[Records from a collection]
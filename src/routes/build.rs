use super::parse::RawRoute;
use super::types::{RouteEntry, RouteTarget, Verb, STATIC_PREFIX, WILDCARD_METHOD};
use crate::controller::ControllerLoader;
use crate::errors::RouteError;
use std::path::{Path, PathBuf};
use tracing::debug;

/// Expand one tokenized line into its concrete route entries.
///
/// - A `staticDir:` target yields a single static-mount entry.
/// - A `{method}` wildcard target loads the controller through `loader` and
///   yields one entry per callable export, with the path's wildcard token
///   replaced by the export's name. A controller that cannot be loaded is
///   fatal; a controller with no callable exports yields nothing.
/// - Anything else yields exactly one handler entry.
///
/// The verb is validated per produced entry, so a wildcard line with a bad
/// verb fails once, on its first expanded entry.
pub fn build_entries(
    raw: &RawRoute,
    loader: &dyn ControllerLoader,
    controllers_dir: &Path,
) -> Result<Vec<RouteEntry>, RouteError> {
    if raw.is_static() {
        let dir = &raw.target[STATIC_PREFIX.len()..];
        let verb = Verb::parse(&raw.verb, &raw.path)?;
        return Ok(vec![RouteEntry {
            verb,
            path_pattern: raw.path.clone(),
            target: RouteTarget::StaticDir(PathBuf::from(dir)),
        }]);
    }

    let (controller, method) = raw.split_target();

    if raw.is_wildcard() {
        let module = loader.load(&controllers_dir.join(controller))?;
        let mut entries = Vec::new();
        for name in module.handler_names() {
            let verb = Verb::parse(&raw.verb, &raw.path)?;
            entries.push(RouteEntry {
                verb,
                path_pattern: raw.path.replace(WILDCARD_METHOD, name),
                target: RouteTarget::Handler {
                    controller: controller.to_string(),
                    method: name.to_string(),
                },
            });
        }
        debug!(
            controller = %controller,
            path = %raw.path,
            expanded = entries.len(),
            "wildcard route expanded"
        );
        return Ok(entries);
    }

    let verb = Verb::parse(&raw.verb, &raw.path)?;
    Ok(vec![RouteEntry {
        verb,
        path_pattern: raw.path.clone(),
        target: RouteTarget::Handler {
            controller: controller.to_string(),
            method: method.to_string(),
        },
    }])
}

**Task item**:
Whenever a line of the entries contains the string "super", copy that line.

**Answer box**:
use super::parse::RawRoute;
use super::types::{RouteEntry, RouteTarget, Verb, STATIC_PREFIX, WILDCARD_METHOD};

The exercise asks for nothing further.